For those of you just joining us, the constitutional monarchy, which is supported by neighboring China in their struggle with Maoist insurgents, has been. . . no, I can't follow it either.
Anyone know where I might have heard the name Parvati? Could have been someone I knew, might have popped up in some film/book/comic/tv show. Devi, I know, was the main character in I Feel Sick by Jhonen Vasquez. Uma, we all know. Determining what these names have in common is left as an exercise for the reader.
The Art Institute in Chicago has an extensive collection of Asian Art, and since paying for the upcoming trip is no longer a problem, I'm looking forward to checking it out again. I'm still fairly clueless about Buddhist iconography, but at least I know the term mudra now.
The varada mudra is the gesture of bestowing compassion. Give it a try next time you feel yourself getting pissed. Hard to make a fist, hold a weapon or type flames when you're trying to get that right. Couldn't hurt, might help.
Want to know more? See November 2000's Article of the Month, Green Tara and White Tara - Feminist Ideals in Buddhist Art, and try to figure out if feminism is the right term to apply to Buddhism in any way, shape or form.

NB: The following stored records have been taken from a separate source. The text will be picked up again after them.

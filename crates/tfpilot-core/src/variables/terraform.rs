//! Declaration-block extraction from raw HCL text
//!
//! This is deliberately not an HCL parser. The scanner normalizes the text
//! (comments stripped, whitespace collapsed), walks `variable "name" { ... }`
//! blocks with an explicit brace-depth counter, and pulls individual fields
//! out of each body with anchored patterns. Everything it does not recognize
//! it tolerates: a block it cannot balance produces no record, expressions it
//! cannot coerce are carried as raw text.

use crate::variables::{parse_number, DisplayType, VariableRecord, VariableSource};
use regex::Regex;
use serde_json::Value;
use std::collections::BTreeMap;

/// Extract variable declarations from several files.
///
/// Files are processed in the order given; a later file re-declaring a name
/// overwrites the earlier record.
pub fn extract_from_files<'a, I>(files: I) -> BTreeMap<String, VariableRecord>
where
    I: IntoIterator<Item = (&'a str, &'a str)>,
{
    let mut merged = BTreeMap::new();
    for (file_name, content) in files {
        let extracted = extract_from_file(content, file_name);
        log::debug!(
            "Extracted {} variable declaration(s) from {}",
            extracted.len(),
            file_name
        );
        merged.extend(extracted);
    }
    merged
}

/// Extract variable declarations from one configuration file.
pub fn extract_from_file(source: &str, file_name: &str) -> BTreeMap<String, VariableRecord> {
    let normalized = normalize(source);
    let mut records = BTreeMap::new();
    for (name, body) in scan_blocks(&normalized) {
        records.insert(name, build_record(&body, file_name));
    }
    records
}

/// Strip comments and collapse whitespace runs to single spaces.
///
/// Comment stripping is quote-aware so `//` inside a description string (a
/// URL, say) survives. The result is stable under repeated application.
pub fn normalize(source: &str) -> String {
    let chars: Vec<char> = source.chars().collect();
    let mut out = String::with_capacity(source.len());
    let mut i = 0;
    while i < chars.len() {
        let c = chars[i];
        match c {
            '"' | '\'' => {
                let quote = c;
                out.push(c);
                i += 1;
                while i < chars.len() {
                    let d = chars[i];
                    out.push(d);
                    i += 1;
                    if d == '\\' && i < chars.len() {
                        out.push(chars[i]);
                        i += 1;
                    } else if d == quote {
                        break;
                    }
                }
            }
            '/' if i + 1 < chars.len() && chars[i + 1] == '/' => {
                while i < chars.len() && chars[i] != '\n' {
                    i += 1;
                }
            }
            '/' if i + 1 < chars.len() && chars[i + 1] == '*' => {
                i += 2;
                while i + 1 < chars.len() && !(chars[i] == '*' && chars[i + 1] == '/') {
                    i += 1;
                }
                i = (i + 2).min(chars.len());
                out.push(' ');
            }
            '#' => {
                while i < chars.len() && chars[i] != '\n' {
                    i += 1;
                }
            }
            _ => {
                out.push(c);
                i += 1;
            }
        }
    }
    out.split_whitespace().collect::<Vec<_>>().join(" ")
}

/// Locate `variable "<name>" { ... }` blocks and return (name, body) pairs.
///
/// The body is everything between the block's braces, at arbitrary nesting
/// depth. Blocks whose braces never balance are skipped without a record.
fn scan_blocks(normalized: &str) -> Vec<(String, String)> {
    let header = Regex::new(r#"\bvariable\s*["']([A-Za-z_][A-Za-z0-9_-]*)["']\s*\{"#).unwrap();
    let mut blocks = Vec::new();
    for caps in header.captures_iter(normalized) {
        let whole = caps.get(0).unwrap();
        let open_idx = whole.end() - 1;
        match balanced_end(normalized, open_idx) {
            Some(close_idx) => {
                let body = normalized[open_idx + 1..close_idx].trim().to_string();
                blocks.push((caps[1].to_string(), body));
            }
            None => {
                log::warn!(
                    "Skipping unbalanced variable block '{}' (no matching close brace)",
                    &caps[1]
                );
            }
        }
    }
    blocks
}

/// Find the index of the delimiter closing the one at `open_idx`.
///
/// Tracks nesting depth without bound and ignores delimiters inside quoted
/// strings (escapes honored). Returns None when the text ends first.
fn balanced_end(text: &str, open_idx: usize) -> Option<usize> {
    let open = text[open_idx..].chars().next()?;
    let close = match open {
        '{' => '}',
        '[' => ']',
        _ => return None,
    };
    let mut depth: usize = 0;
    let mut in_string: Option<char> = None;
    let mut escaped = false;
    for (offset, c) in text[open_idx..].char_indices() {
        if let Some(quote) = in_string {
            if escaped {
                escaped = false;
            } else if c == '\\' {
                escaped = true;
            } else if c == quote {
                in_string = None;
            }
            continue;
        }
        if c == '"' || c == '\'' {
            in_string = Some(c);
        } else if c == open {
            depth += 1;
        } else if c == close {
            depth -= 1;
            if depth == 0 {
                return Some(open_idx + offset);
            }
        }
    }
    None
}
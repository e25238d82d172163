//! Points table computation.
//!
//! The table is derived on demand from completed fixtures; nothing here is
//! cached or stored. Scoring is the same for every sport: two points for a
//! win, one for a draw, none for a loss.

use serde::{Deserialize, Serialize};
use std::collections::HashMap;

use crate::models::{Fixture, Team, TeamId, Verdict};

pub const POINTS_PER_WIN: u32 = 2;
pub const POINTS_PER_DRAW: u32 = 1;

/// One row of the points table.
#[derive(Debug, Clone, PartialEq, Eq, Serialize, Deserialize)]
pub struct Standing {
    pub team: TeamId,
    pub name: String,
    pub played: u32,
    pub wins: u32,
    pub losses: u32,
    pub draws: u32,
    pub points: u32,
}

/// Build the points table for `teams`, one row per team in list order.
///
/// Rows are deliberately not sorted; callers that want a ranking sort the
/// result themselves. Unplayed fixtures contribute nothing.
pub fn points_table(teams: &[Team], fixtures: &[Fixture]) -> Vec<Standing> {
    let mut rows: Vec<Standing> = teams
        .iter()
        .map(|team| Standing {
            team: team.id,
            name: team.name.clone(),
            played: 0,
            wins: 0,
            losses: 0,
            draws: 0,
            points: 0,
        })
        .collect();

    let index: HashMap<TeamId, usize> =
        teams.iter().enumerate().map(|(i, team)| (team.id, i)).collect();

    for fixture in fixtures {
        let Some(outcome) = &fixture.outcome else { continue };
        let (Some(&home), Some(&away)) = (index.get(&fixture.home), index.get(&fixture.away))
        else {
            continue;
        };

        rows[home].played += 1;
        rows[away].played += 1;

        match outcome.verdict {
            Verdict::Draw => {
                rows[home].draws += 1;
                rows[away].draws += 1;
                rows[home].points += POINTS_PER_DRAW;
                rows[away].points += POINTS_PER_DRAW;
            }
            Verdict::Win(winner) => {
                let (won, lost) =
                    if winner == fixture.home { (home, away) } else { (away, home) };
                rows[won].wins += 1;
                rows[won].points += POINTS_PER_WIN;
                rows[lost].losses += 1;
            }
        }
    }

    rows
}

/// Render rows as the classic tab-separated table.
pub fn render_points_table(title: &str, rows: &[Standing]) -> String {
    let mut out = String::new();
    out.push_str(&format!("=== Points Table ({}) ===\n", title));
    out.push_str("Team\tP\tW\tL\tD\tPts\n");
    for row in rows {
        out.push_str(&format!(
            "{}\t{}\t{}\t{}\t{}\t{}\n",
            row.name, row.played, row.wins, row.losses, row.draws, row.points
        ));
    }
    out
}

The story of Tara's origin, according to the Tara Tantra, recounts that aeons ago she was born as a king's daughter. A spiritual and compassionate princess, she regularly gave offerings and prayers to the ordained monks and nuns. She thus developed great merit, and the monks told her that, because of her spiritual attainments, they would pray that she be reborn as a man and spread Buddhist teachings. She responded that there was no male and no female, that nothing existed in reality, and that she wished to remain in female form to serve other beings until everyone reached enlightenment, hence implying the shortfall in the monk's knowledge in presuming only male preachers for the Buddhist religion. Thus Tara might be considered one of the earliest feminists.
I dunno, I gots my own reading to do.